- From: fantasai <fantasai.lists@inkedblade.net>
- Date: Sat, 26 Jan 2008 23:39:15 -0800
- To: Justin Rogers <justrog@microsoft.com>
- CC: "www-style@w3.org" <www-style@w3.org>
Justin Rogers wrote:
> An at-block is defined as an @ symbol followed by a valid identifier.
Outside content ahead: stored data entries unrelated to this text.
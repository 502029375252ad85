use std::fmt::Write as _;

use super::frame::{Frame, StatusLine};

/// Something frames can be painted onto.
pub trait Surface {
    fn paint(&mut self, frame: &Frame);
}

/// Renders frames as plain text. Keeps the last rendering and a paint counter.
#[derive(Debug, Default, Clone)]
pub struct TextSurface {
    text: String,
    paints: usize,
}

impl TextSurface {
    pub fn new() -> Self {
        Self::default()
    }

    /// The most recent rendering.
    pub fn text(&self) -> &str {
        &self.text
    }

    /// Number of frames painted so far.
    pub fn paints(&self) -> usize {
        self.paints
    }
}

impl Surface for TextSurface {
    fn paint(&mut self, frame: &Frame) {
        self.text = render_text(frame);
        self.paints += 1;
    }
}

/// Plain-text rendering of a frame: `|`-separated cells, then footer and status lines.
pub fn render_text(frame: &Frame) -> String {
    let mut out = String::new();
    match frame {
        Frame::Table(t) => {
            let header: Vec<String> = t.headers.iter().map(|h| h.label()).collect();
            let _ = writeln!(out, "{}", header.join(" | "));
            for row in &t.rows {
                let _ = writeln!(out, "{}", row.join(" | "));
            }
            let _ = writeln!(
                out,
                "{} · {} · prev:{} next:{}",
                t.row_count,
                t.page_info,
                on_off(t.prev_enabled),
                on_off(t.next_enabled)
            );
            write_status(&mut out, &t.status);
        }
        Frame::Diagnostic { message, status } => {
            let _ = writeln!(out, "{message}");
            write_status(&mut out, status);
        }
    }
    out
}

fn write_status(out: &mut String, status: &StatusLine) {
    let _ = writeln!(out, "{}", status.text);
    for e in &status.errors {
        let _ = writeln!(out, "error: {e}");
    }
}

fn on_off(enabled: bool) -> &'static str {
    if enabled { "on" } else { "off" }
}
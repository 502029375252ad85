mod common;

use std::sync::Arc;

use common::{RecordingObserver, Seen, ewas_csv, source};
use ewas_explorer::ingestion::{
    CompositeObserver, Coordinator, CoordinatorOptions, FileObserver, FileRef, IngestionObserver,
    IngestionSeverity, Manifest,
};

fn coordinator_for(dir: &std::path::Path, files: &[&str], opts: CoordinatorOptions) -> Coordinator {
    let src = source(dir);
    let manifest = Manifest {
        files: files.iter().map(|f| f.to_string()).collect(),
    };
    let refs: Vec<FileRef> = manifest.file_refs(src.as_ref());
    Coordinator::new(src, refs, opts)
}

#[test]
fn observer_receives_failure_and_alert_on_critical_io_error() {
    let dir = tempfile::tempdir().unwrap();
    let obs = Arc::new(RecordingObserver::default());
    let mut coord =
        coordinator_for(dir.path(), &["does_not_exist.csv"], CoordinatorOptions::default())
            .with_observer(obs.clone());

    coord.run(|_| {});

    assert_eq!(
        obs.seen(),
        vec![
            Seen::Started("does_not_exist.csv".to_string()),
            Seen::Failure("does_not_exist.csv".to_string(), IngestionSeverity::Critical),
            Seen::Alert("does_not_exist.csv".to_string(), IngestionSeverity::Critical),
        ]
    );
    assert_eq!(coord.status().errors.len(), 1);
}

#[test]
fn observer_receives_failure_without_alert_for_schema_mismatch() {
    let dir = tempfile::tempdir().unwrap();
    std::fs::write(dir.path().join("bad.csv"), "id,name\n1,Ada\n").unwrap();
    let obs = Arc::new(RecordingObserver::default());
    let mut coord = coordinator_for(dir.path(), &["bad.csv"], CoordinatorOptions::default())
        .with_observer(obs.clone());

    coord.run(|_| {});

    let seen = obs.seen();
    assert_eq!(seen.last(), Some(&Seen::Failure("bad.csv".to_string(), IngestionSeverity::Error)));
    assert!(!seen.iter().any(|s| matches!(s, Seen::Alert(..))));
}

#[test]
fn lower_alert_threshold_alerts_on_schema_mismatch() {
    let dir = tempfile::tempdir().unwrap();
    std::fs::write(dir.path().join("bad.csv"), "id\n1\n").unwrap();
    let obs = Arc::new(RecordingObserver::default());
    let opts = CoordinatorOptions {
        alert_at_or_above: IngestionSeverity::Error,
        ..Default::default()
    };
    let mut coord = coordinator_for(dir.path(), &["bad.csv"], opts).with_observer(obs.clone());

    coord.run(|_| {});

    assert!(obs.seen().contains(&Seen::Alert("bad.csv".to_string(), IngestionSeverity::Error)));
}

#[test]
fn composite_observer_fans_out_and_file_observer_logs() {
    let dir = tempfile::tempdir().unwrap();
    std::fs::write(dir.path().join("A.csv"), ewas_csv("AD", "Blood", 3)).unwrap();
    let log_path = dir.path().join("ingest.log");

    let recorder = Arc::new(RecordingObserver::default());
    let recorder_obs: Arc<dyn IngestionObserver> = recorder.clone();
    let file_obs: Arc<dyn IngestionObserver> = Arc::new(FileObserver::new(&log_path));
    let composite = Arc::new(CompositeObserver::new(vec![recorder_obs, file_obs]));
    let mut coord =
        coordinator_for(dir.path(), &["A.csv", "missing.csv"], CoordinatorOptions::default())
            .with_observer(composite);

    coord.run(|_| {});

    assert!(recorder.seen().contains(&Seen::Success("A.csv".to_string(), 3)));
    assert_eq!(*recorder.batches.lock().unwrap(), 1);

    let log = std::fs::read_to_string(&log_path).unwrap();
    let lines: Vec<&str> = log.lines().collect();
    assert_eq!(lines.len(), 3);
    assert!(lines[0].contains(" ok file=A.csv "));
    assert!(lines[0].ends_with("rows=3"));
    assert!(lines[1].contains(" fail severity=Critical file=missing.csv "));
    assert!(lines[2].contains(" ALERT severity=Critical file=missing.csv "));
}
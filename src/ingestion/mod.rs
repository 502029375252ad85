//! Ingestion: from a manifest of CSV files to batches of typed rows.
//!
//! - [`manifest`]: the JSON index of available files
//! - [`source`]: where bytes come from (local directory, or HTTP with the `http` feature)
//! - [`csv`]: the record decoder
//! - [`worker`]: decodes one file on its own thread and sends batches of [`crate::types::Row`]s
//! - [`coordinator`]: runs the workers one after another and tracks [`LoadingStatus`]
//! - [`observability`]: observer hooks for progress, failures and alerts

pub mod coordinator;
pub mod csv;
pub mod manifest;
pub mod observability;
pub mod source;
pub mod worker;

pub use coordinator::{
    Coordinator, CoordinatorOptions, FileError, LoadingStatus, SessionEvent, Wait,
};
pub use manifest::{FileRef, Manifest};
pub use observability::{
    CompositeObserver, FileObserver, IngestionContext, IngestionObserver, IngestionSeverity,
    IngestionStats, TracingObserver, severity_for_error,
};
#[cfg(feature = "http")]
pub use source::HttpSource;
pub use source::{LocalDirSource, Source, SourceReader};
pub use worker::{DEFAULT_BATCH_SIZE, WorkerEvent, WorkerHandle, WorkerOptions};
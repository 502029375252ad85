//! Sequential multi-file ingestion.
//!
//! The [`Coordinator`] ingests the manifest's files strictly one at a time, in manifest order:
//! the worker for file N+1 is spawned only after file N delivered its terminal event and its
//! thread was joined. This bounds peak memory to one in-flight file and keeps progress
//! accounting simple. A failing (or crashing) file is recorded in [`LoadingStatus::errors`] and
//! the session moves on; nothing is retried.

use std::collections::VecDeque;
use std::fmt;
use std::sync::Arc;
use std::time::Duration;

use serde::Deserialize;

use crate::error::IngestionError;
use crate::types::Row;

use super::manifest::FileRef;
use super::observability::{
    IngestionContext, IngestionObserver, IngestionSeverity, IngestionStats, severity_for_error,
};
use super::source::Source;
use super::worker::{WorkerEvent, WorkerHandle, WorkerOptions, WorkerPoll};

/// How long a call may wait for the next event.
#[derive(Debug, Clone, Copy, PartialEq, Eq)]
pub enum Wait {
    /// Wait until an event arrives.
    Block,
    /// Return immediately if nothing is ready.
    Poll,
    /// Wait at most the given duration.
    Timeout(Duration),
}

/// One failed file.
#[derive(Debug, Clone, PartialEq, Eq)]
pub struct FileError {
    pub label: String,
    pub message: String,
}

/// Progress of a loading session.
#[derive(Debug, Clone, Default, PartialEq, Eq)]
pub struct LoadingStatus {
    pub files_total: usize,
    /// Files that reached a terminal event, successful or not.
    pub files_completed: usize,
    pub rows_loaded: usize,
    /// Failed files, in the order they failed.
    pub errors: Vec<FileError>,
    /// Session-fatal error (e.g. the manifest could not be loaded).
    pub fatal: Option<String>,
}

impl LoadingStatus {
    /// A fresh status for a session over `files_total` files.
    pub fn new(files_total: usize) -> Self {
        Self {
            files_total,
            ..Default::default()
        }
    }

    /// A status for a session that could not start.
    pub fn failed(message: impl Into<String>) -> Self {
        Self {
            fatal: Some(message.into()),
            ..Default::default()
        }
    }

    /// Every file reached its terminal event (or the session never started).
    pub fn is_done(&self) -> bool {
        self.fatal.is_some() || self.files_completed >= self.files_total
    }
}

/// Events republished by the coordinator, in delivery order.
#[derive(Debug)]
pub enum SessionEvent {
    /// Rows from `file`.
    Rows { file: String, rows: Vec<Row> },
    /// `file` finished with `total` rows.
    FileCompleted { file: String, total: usize },
    /// `file` failed; rows it already delivered stay loaded.
    FileFailed { file: String, error: IngestionError },
}

/// Coordinator configuration.
#[derive(Debug, Clone, Copy, PartialEq, Eq, Deserialize)]
#[serde(default)]
pub struct CoordinatorOptions {
    /// Options passed to every worker.
    pub worker: WorkerOptions,
    /// Failures at or above this severity are also reported through `on_alert`.
    pub alert_at_or_above: IngestionSeverity,
}

impl Default for CoordinatorOptions {
    fn default() -> Self {
        Self {
            worker: WorkerOptions::default(),
            alert_at_or_above: IngestionSeverity::Critical,
        }
    }
}

struct ActiveFile {
    handle: WorkerHandle,
    ctx: IngestionContext,
}

/// Drives one worker at a time across the session's files.
pub struct Coordinator {
    source: Arc<dyn Source>,
    pending: VecDeque<FileRef>,
    active: Option<ActiveFile>,
    started: usize,
    status: LoadingStatus,
    opts: CoordinatorOptions,
    observer: Option<Arc<dyn IngestionObserver>>,
}

impl fmt::Debug for Coordinator {
    fn fmt(&self, f: &mut fmt::Formatter<'_>) -> fmt::Result {
        f.debug_struct("Coordinator")
            .field("pending", &self.pending.len())
            .field("active", &self.active.as_ref().map(|a| &a.ctx.label))
            .field("status", &self.status)
            .field("observer_set", &self.observer.is_some())
            .finish()
    }
}

impl Coordinator {
    /// Create a coordinator over `files`. Nothing starts until the first
    /// [`Coordinator::next_event`] call.
    pub fn new(source: Arc<dyn Source>, files: Vec<FileRef>, opts: CoordinatorOptions) -> Self {
        let status = LoadingStatus::new(files.len());
        Self {
            source,
            pending: files.into(),
            active: None,
            started: 0,
            status,
            opts,
            observer: None,
        }
    }

    /// Attach an observer for per-file progress and failures.
    pub fn with_observer(mut self, observer: Arc<dyn IngestionObserver>) -> Self {
        self.observer = Some(observer);
        self
    }

    /// Current progress.
    pub fn status(&self) -> &LoadingStatus {
        &self.status
    }

    /// Label of the file currently being ingested.
    pub fn active_file(&self) -> Option<&str> {
        self.active.as_ref().map(|a| a.ctx.label.as_str())
    }

    /// No file is running and none is left.
    pub fn is_finished(&self) -> bool {
        self.active.is_none() && self.pending.is_empty()
    }

    /// Return the next session event, starting the next file's worker when needed.
    ///
    /// Returns `None` when nothing arrived within `wait`, or when the session is finished
    /// (check [`Coordinator::is_finished`]).
    pub fn next_event(&mut self, wait: Wait) -> Option<SessionEvent> {
        if self.active.is_none() {
            let file = self.pending.pop_front()?;
            if let Err((ctx, e)) = self.start(file) {
                return Some(self.fail(&ctx, e));
            }
        }

        let active = self.active.as_ref()?;
        match active.handle.poll(wait) {
            WorkerPoll::Pending => None,
            WorkerPoll::Event(WorkerEvent::Rows(rows)) => {
                self.status.rows_loaded += rows.len();
                if let Some(obs) = &self.observer {
                    obs.on_batch(&active.ctx, rows.len());
                }
                Some(SessionEvent::Rows {
                    file: active.ctx.label.clone(),
                    rows,
                })
            }
            WorkerPoll::Event(WorkerEvent::Complete { total }) => {
                let ctx = self.retire()?;
                self.status.files_completed += 1;
                tracing::debug!(file = %ctx.label, total, "file complete");
                if let Some(obs) = &self.observer {
                    obs.on_success(&ctx, IngestionStats { rows: total });
                }
                Some(SessionEvent::FileCompleted {
                    file: ctx.label,
                    total,
                })
            }
            WorkerPoll::Event(WorkerEvent::Error(e)) => {
                let ctx = self.retire()?;
                Some(self.fail(&ctx, e))
            }
            WorkerPoll::Closed => {
                let Some(ActiveFile { handle, ctx }) = self.active.take() else {
                    return None;
                };
                let err = handle.finish().unwrap_or_else(|| IngestionError::WorkerDisconnected {
                    file: ctx.label.clone(),
                });
                Some(self.fail(&ctx, err))
            }
        }
    }

    /// Drain the whole session, handing every event to `on_event`.
    pub fn run<F>(&mut self, mut on_event: F)
    where
        F: FnMut(SessionEvent),
    {
        while !self.is_finished() {
            if let Some(ev) = self.next_event(Wait::Block) {
                on_event(ev);
            }
        }
    }

    fn context_for(&self, file: &FileRef) -> IngestionContext {
        IngestionContext {
            label: file.label.clone(),
            location: file.location.clone(),
            position: self.started,
            files_total: self.status.files_total,
        }
    }

    fn start(&mut self, file: FileRef) -> Result<(), (IngestionContext, IngestionError)> {
        let ctx = self.context_for(&file);
        self.started += 1;
        tracing::debug!(file = %ctx.label, position = ctx.position, "starting worker");
        let handle = match WorkerHandle::spawn(Arc::clone(&self.source), file, self.opts.worker) {
            Ok(handle) => handle,
            Err(e) => return Err((ctx, e)),
        };
        if let Some(obs) = &self.observer {
            obs.on_file_started(&ctx);
        }
        self.active = Some(ActiveFile { handle, ctx });
        Ok(())
    }

    // Joins the finished worker. A panic after the terminal event is only logged: the file's
    // outcome was already delivered.
    fn retire(&mut self) -> Option<IngestionContext> {
        let ActiveFile { handle, ctx } = self.active.take()?;
        if let Some(err) = handle.finish() {
            tracing::warn!(file = %ctx.label, %err, "worker panicked after its terminal event");
        }
        Some(ctx)
    }

    fn fail(&mut self, ctx: &IngestionContext, error: IngestionError) -> SessionEvent {
        self.status.files_completed += 1;
        self.status.errors.push(FileError {
            label: ctx.label.clone(),
            message: error.to_string(),
        });

        let severity = severity_for_error(&error);
        tracing::warn!(file = %ctx.label, ?severity, %error, "file failed to load");
        if let Some(obs) = &self.observer {
            obs.on_failure(ctx, severity, &error);
            if severity >= self.opts.alert_at_or_above {
                obs.on_alert(ctx, severity, &error);
            }
        }

        SessionEvent::FileFailed {
            file: ctx.label.clone(),
            error,
        }
    }
}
> When you see an at-rule you don’t know, you eat until you see a
> semi-colon or your process the next block whichever comes first. That is
> definitely clear. It would then mean for a parser/tokenizer
> implementation something like the following:
>
> @import == (known symbol TOK_ATIMPORT)
>
> @foo == (unknown but valid TOK_ATWELLFORMED)
>
> @ == (hum, something is wrong, no valid character TOK_UNKNOWN perhaps)
>
> @1 == (another bad one, this is kind of like @{name}, could be
> TOK_UNKNOWN followed by some series of additional tokens which are
> semantically invalid during the error recovery).
>
> The rules for recovering in a style sheet when you have an unknown token
> are to eat the next block. This means if you had the following CSS:
>
> @1;
>
> DIV { color: green; }
>
> Then you would expect the DIV rule to get thrown out. However, if you
> treat @1 like an actual at rule, then you could technically start your
> reparse at the semi-colon. Browsers again disagree with FireFox/Opera
> eating the entire declaration while Safari is perfectly happy going into
> at rule error recovery instead.
Recorded as CSS2.1 Issue 32:
http://csswg.inkedblade.net/spec/css2.1#issue-32
I'll be waiting for Bert and dbaron's takes on this and issue 31 before
suggesting them for the telecon agenda.